#### [Brief]
Each line in the entries below that holds the string "struct" must be copied.

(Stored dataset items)
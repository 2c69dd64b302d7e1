//! Script rendering
//!
//! Output has up to three sections: imports, definitions and cleanup. The
//! cleanup deletes import aliases and temporaries so that executing the
//! script leaves only the root names behind.

use crate::{archive::Persistent, config::Config};

pub fn render(persistent: &Persistent, config: &Config) -> String {
    let imports: Vec<String> = persistent
        .imports
        .iter()
        .map(ToString::to_string)
        .collect();

    let definitions: Vec<String> = persistent
        .definitions
        .iter()
        .map(ToString::to_string)
        .collect();

    let mut cleanup: Vec<String> = persistent
        .imports
        .iter()
        .map(|decl| format!("del {}", decl.alias))
        .collect();
    let temporaries: Vec<&str> = persistent
        .definitions
        .iter()
        .map(|definition| definition.name.as_str())
        .filter(|name| name.starts_with('_') && !config.is_allowed(name))
        .collect();
    if !temporaries.is_empty() {
        cleanup.push(format!("del {}", temporaries.join(",")));
    }
    cleanup.push("try: del __builtins__".to_owned());
    cleanup.push("except NameError: pass".to_owned());

    let separator = format!("\n{}", config.section_separator);
    [imports, definitions, cleanup]
        .iter()
        .map(|lines| lines.join("\n"))
        .filter(|section| !section.is_empty())
        .collect::<Vec<_>>()
        .join(&separator)
}

#[cfg(test)]
mod tests {
    use super::*;
    use crate::{graph::Definition, imports::ImportDecl};

    fn definition(name: &str, template: &str) -> Definition {
        Definition {
            name: name.to_owned(),
            template: template.to_owned(),
        }
    }

    #[test]
    fn test_sections_and_cleanup() {
        let persistent = Persistent {
            imports: vec![ImportDecl {
                source: "math".to_owned(),
                name: Some("inf".to_owned()),
                alias: "inf".to_owned(),
            }],
            definitions: vec![
                definition("_t_0", "inf"),
                definition("_keep", "1"),
                definition("x", "[_t_0, _t_0, _keep]"),
            ],
        };
        let config = Config {
            allowed_names: vec!["_keep".to_owned()],
            ..Config::default()
        };
        insta::assert_snapshot!(render(&persistent, &config), @r"
        from math import inf
        _t_0 = inf
        _keep = 1
        x = [_t_0, _t_0, _keep]
        del inf
        del _t_0
        try: del __builtins__
        except NameError: pass
        ");
    }

    #[test]
    fn test_empty_sections_dropped_and_separator() {
        let persistent = Persistent {
            imports: Vec::new(),
            definitions: vec![definition("a", "1")],
        };
        let config = Config {
            section_separator: "#".to_owned(),
            ..Config::default()
        };
        assert_eq!(
            render(&persistent, &config),
            "a = 1\n#try: del __builtins__\nexcept NameError: pass"
        );
    }
}
//! TOML object documents
//!
//! A document describes a heap of named objects, the roots to archive and the
//! environment used to resolve free names in repr text:
//!
//! ```toml
//! roots = ["config"]
//!
//! [objects]
//! shared = [1, 2]
//! config = { a = "@shared", b = "@shared", t = { __tuple__ = [1, "@@x"] } }
//! clock = { __repr__ = "datetime(2024, 1, 1)" }
//!
//! [env]
//! datetime = "datetime"
//! ```
//!
//! Strings starting with `@` refer to another named object, `@@` escapes a
//! literal leading `@`. Arrays become lists and tables become dicts with
//! string keys, except for the single-key forms `__tuple__` and `__repr__`.
//! `roots` defaults to every object in document order.

use log::{debug, trace};
use rustc_hash::FxHashSet;
use toml::{Table, Value as TomlValue};

use crate::{
    archive::Archive,
    config::Config,
    error::{ArchiveError, Result},
    types::FxIndexMap,
    value::{Env, Heap, ObjRef, Scalar, SequenceKind, Value},
};

const TOP_LEVEL_KEYS: [&str; 4] = ["roots", "objects", "env", "config"];

/// A parsed object document
#[derive(Debug, Clone)]
pub struct LoadedDocument {
    pub heap: Heap,
    /// Named objects in document order
    pub objects: FxIndexMap<String, ObjRef>,
    pub roots: Vec<String>,
    pub env: Env,
    /// The `[config]` table, if the document has one
    pub config: Option<Config>,
}

impl LoadedDocument {
    pub fn from_toml_str(text: &str) -> Result<Self> {
        let document: Table = toml::from_str(text).map_err(|err| invalid(err.to_string()))?;

        if let Some(key) = document
            .keys()
            .find(|key| !TOP_LEVEL_KEYS.contains(&key.as_str()))
        {
            return Err(invalid(format!("unknown top-level key '{key}'")));
        }

        let empty = Table::new();
        let objects_table = match document.get("objects") {
            Some(TomlValue::Table(table)) => table,
            Some(other) => return Err(not_a_table("objects", other)),
            None => &empty,
        };

        let mut loader = Loader::default();
        loader.bind_names(objects_table)?;
        loader.fill(objects_table)?;

        let roots = match document.get("roots") {
            Some(roots) => string_array("roots", roots)?,
            None => objects_table.keys().cloned().collect(),
        };
        if let Some(missing) = roots.iter().find(|root| !loader.objects.contains_key(*root)) {
            return Err(invalid(format!("root '{missing}' is not a named object")));
        }

        let env = match document.get("env") {
            Some(TomlValue::Table(table)) => env_from_table(table)?,
            Some(other) => return Err(not_a_table("env", other)),
            None => Env::new(),
        };

        let config = document
            .get("config")
            .cloned()
            .map(TomlValue::try_into::<Config>)
            .transpose()?;

        debug!(
            "Loaded document with {} named objects ({} heap values) and {} roots",
            loader.objects.len(),
            loader.heap.len(),
            roots.len()
        );
        Ok(Self {
            heap: loader.heap,
            objects: loader.objects,
            roots,
            env,
            config,
        })
    }

    pub fn object(&self, name: &str) -> Option<ObjRef> {
        self.objects.get(name).copied()
    }

    /// An archive over this document's heap with every root inserted
    pub fn archive(&self, config: Config) -> Result<Archive<'_>> {
        let mut archive = Archive::with_config(&self.heap, config);
        for root in &self.roots {
            let object = self
                .object(root)
                .ok_or_else(|| invalid(format!("root '{root}' is not a named object")))?;
            archive.insert_with_env(root, object, self.env.clone())?;
        }
        Ok(archive)
    }
}

fn invalid(message: String) -> ArchiveError {
    ArchiveError::InvalidDocument(message)
}

fn not_a_table(key: &str, value: &TomlValue) -> ArchiveError {
    invalid(format!("'{key}' must be a table, not {}", value.type_str()))
}

/// The target of an `@name` reference, or `None` for any other value
fn reference(value: &TomlValue) -> Option<&str> {
    let text = value.as_str()?;
    let target = text.strip_prefix('@')?;
    if target.starts_with('@') {
        None
    } else {
        Some(target)
    }
}

fn string_array(key: &str, value: &TomlValue) -> Result<Vec<String>> {
    let TomlValue::Array(items) = value else {
        return Err(invalid(format!("'{key}' must be an array of strings")));
    };
    items
        .iter()
        .map(|item| {
            item.as_str()
                .map(str::to_owned)
                .ok_or_else(|| invalid(format!("'{key}' must be an array of strings")))
        })
        .collect()
}

fn env_from_table(table: &Table) -> Result<Env> {
    let mut env = Env::new();
    for (symbol, module) in table {
        let module = module
            .as_str()
            .ok_or_else(|| invalid(format!("env entry '{symbol}' must name a module")))?;
        env.insert(symbol, module);
    }
    Ok(env)
}

#[derive(Default)]
struct Loader {
    heap: Heap,
    objects: FxIndexMap<String, ObjRef>,
}

impl Loader {
    /// Give every named object a handle before any value is built, so
    /// references may point forward
    fn bind_names(&mut self, table: &Table) -> Result<()> {
        for (name, value) in table {
            if reference(value).is_none() {
                let handle = self.heap.placeholder();
                self.objects.insert(name.clone(), handle);
            }
        }

        // A top-level reference makes the name another handle to its target
        for (name, value) in table {
            if reference(value).is_none() {
                continue;
            }
            let mut seen: FxHashSet<&str> = FxHashSet::default();
            let mut current = value;
            let target = loop {
                let Some(target) = reference(current) else {
                    break None;
                };
                if !seen.insert(target) {
                    return Err(invalid(format!("reference cycle through '{name}'")));
                }
                if let Some(handle) = self.objects.get(target) {
                    break Some(*handle);
                }
                current = table.get(target).ok_or_else(|| {
                    invalid(format!("'{name}' refers to unknown object '{target}'"))
                })?;
            };
            let Some(target) = target else {
                return Err(invalid(format!("'{name}' does not resolve to an object")));
            };
            trace!("'{name}' is another name for {target}");
            self.objects.insert(name.clone(), target);
        }

        // Restore document order, which the alias pass disturbed
        let mut ordered = FxIndexMap::default();
        for name in table.keys() {
            if let Some(handle) = self.objects.get(name) {
                ordered.insert(name.clone(), *handle);
            }
        }
        self.objects = ordered;
        Ok(())
    }

    fn fill(&mut self, table: &Table) -> Result<()> {
        for (name, value) in table {
            if reference(value).is_some() {
                continue;
            }
            let handle = self
                .objects
                .get(name)
                .copied()
                .ok_or_else(|| invalid(format!("object '{name}' has no handle")))?;
            let value = self.value(value).map_err(|err| match err {
                ArchiveError::InvalidDocument(message) => {
                    invalid(format!("in '{name}': {message}"))
                }
                other => other,
            })?;
            self.heap.replace(handle, value)?;
        }
        Ok(())
    }

    /// A handle for a nested value: the named object for a reference, a fresh
    /// object otherwise
    fn object(&mut self, value: &TomlValue) -> Result<ObjRef> {
        if let Some(target) = reference(value) {
            return self
                .objects
                .get(target)
                .copied()
                .ok_or_else(|| invalid(format!("unknown object '{target}'")));
        }
        let value = self.value(value)?;
        Ok(self.heap.alloc(value))
    }

    fn value(&mut self, value: &TomlValue) -> Result<Value> {
        let scalar = match value {
            TomlValue::String(text) => {
                let text = text.strip_prefix('@').unwrap_or(text);
                Scalar::Str(text.to_owned())
            }
            TomlValue::Integer(int) => Scalar::Int(*int),
            TomlValue::Float(float) => Scalar::Float(*float),
            TomlValue::Boolean(flag) => Scalar::Bool(*flag),
            TomlValue::Datetime(datetime) => {
                return Err(invalid(format!("datetime {datetime} is not supported")));
            }
            TomlValue::Array(items) => {
                return Ok(Value::Sequence {
                    kind: SequenceKind::List,
                    items: self.objects_of(items)?,
                });
            }
            TomlValue::Table(table) => return self.table(table),
        };
        Ok(Value::Scalar(scalar))
    }

    fn table(&mut self, table: &Table) -> Result<Value> {
        if table.len() == 1 {
            if let Some(items) = table.get("__tuple__") {
                let TomlValue::Array(items) = items else {
                    return Err(invalid("'__tuple__' must be an array".to_owned()));
                };
                return Ok(Value::Sequence {
                    kind: SequenceKind::Tuple,
                    items: self.objects_of(items)?,
                });
            }
            if let Some(text) = table.get("__repr__") {
                let text = text
                    .as_str()
                    .ok_or_else(|| invalid("'__repr__' must be a string".to_owned()))?;
                return Ok(Value::Repr {
                    text: text.to_owned(),
                });
            }
        }

        let mut entries = Vec::with_capacity(table.len());
        for (key, value) in table {
            let key = self.heap.str(key);
            entries.push((key, self.object(value)?));
        }
        Ok(Value::Mapping(entries))
    }

    fn objects_of(&mut self, items: &[TomlValue]) -> Result<Vec<ObjRef>> {
        items.iter().map(|item| self.object(item)).collect()
    }
}

#[cfg(test)]
mod tests {
    use super::*;

    fn load(text: &str) -> LoadedDocument {
        LoadedDocument::from_toml_str(text).unwrap()
    }

    fn load_err(text: &str) -> String {
        match LoadedDocument::from_toml_str(text) {
            Err(ArchiveError::InvalidDocument(message)) => message,
            other => panic!("expected an invalid document, got {other:?}"),
        }
    }

    #[test]
    fn test_references_share_identity() {
        let document = load(
            r#"
            [objects]
            d = { a = "@shared", b = "@shared" }
            shared = [1, 2]
            "#,
        );
        let shared = document.object("shared").unwrap();
        let Value::Mapping(entries) = document.heap.get(document.object("d").unwrap()).unwrap()
        else {
            panic!("expected a mapping");
        };
        assert_eq!(entries.len(), 2);
        assert!(entries.iter().all(|(_, value)| *value == shared));
        assert_eq!(document.roots, ["d", "shared"]);
    }

    #[test]
    fn test_special_tables_and_escapes() {
        let document = load(
            r#"
            roots = ["t"]
            [objects]
            t = { __tuple__ = ["@@at", { __repr__ = "now()" }, true, 1.5] }
            "#,
        );
        let Value::Sequence { kind, items } =
            document.heap.get(document.object("t").unwrap()).unwrap()
        else {
            panic!("expected a sequence");
        };
        assert_eq!(*kind, SequenceKind::Tuple);
        let values: Vec<&Value> = items
            .iter()
            .map(|item| document.heap.get(*item).unwrap())
            .collect();
        assert!(matches!(values[0], Value::Scalar(Scalar::Str(s)) if s == "@at"));
        assert!(matches!(values[1], Value::Repr { text } if text == "now()"));
        assert!(matches!(values[2], Value::Scalar(Scalar::Bool(true))));
        assert!(
            matches!(values[3], Value::Scalar(Scalar::Float(f)) if (*f - 1.5).abs() < f64::EPSILON)
        );
    }

    #[test]
    fn test_top_level_reference_is_same_object() {
        let document = load(
            r#"
            [objects]
            a = []
            b = "@c"
            c = "@a"
            "#,
        );
        assert_eq!(document.object("a"), document.object("b"));
        assert_eq!(document.object("a"), document.object("c"));
        assert_eq!(document.objects.keys().collect::<Vec<_>>(), ["a", "b", "c"]);
    }

    #[test]
    fn test_invalid_documents() {
        assert!(load_err("[objects]\na = [\"@missing\"]").contains("unknown object 'missing'"));
        assert!(load_err("[objects]\na = \"@b\"\nb = \"@a\"").contains("reference cycle"));
        assert!(load_err("roots = [\"x\"]\n[objects]\na = 1").contains("root 'x'"));
        assert!(load_err("extra = 1").contains("unknown top-level key"));
        assert!(load_err("[objects]\nwhen = 1979-05-27").contains("datetime"));
    }

    #[test]
    fn test_env_and_config_tables() {
        let document = load(
            r#"
            [objects]
            a = { __repr__ = "array([1])" }
            [env]
            array = "numpy"
            [config]
            reduce-passes = 2
            "#,
        );
        assert_eq!(document.env.resolve("array"), Some("numpy"));
        assert_eq!(document.config.map(|config| config.reduce_passes), Some(2));

        assert!(matches!(
            LoadedDocument::from_toml_str("[config]\nbogus = 1"),
            Err(ArchiveError::InvalidConfig(_))
        ));
    }

    #[test]
    fn test_cyclic_document_rejected_at_build() {
        let document = load(
            r#"
            [objects]
            a = ["@b"]
            b = ["@a"]
            "#,
        );
        let archive = document.archive(Config::default()).unwrap();
        assert!(matches!(
            archive.make_persistent(),
            Err(ArchiveError::Cycle { .. })
        ));
    }
}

#### [Written response]
pub struct LoadedDocument {
struct Loader {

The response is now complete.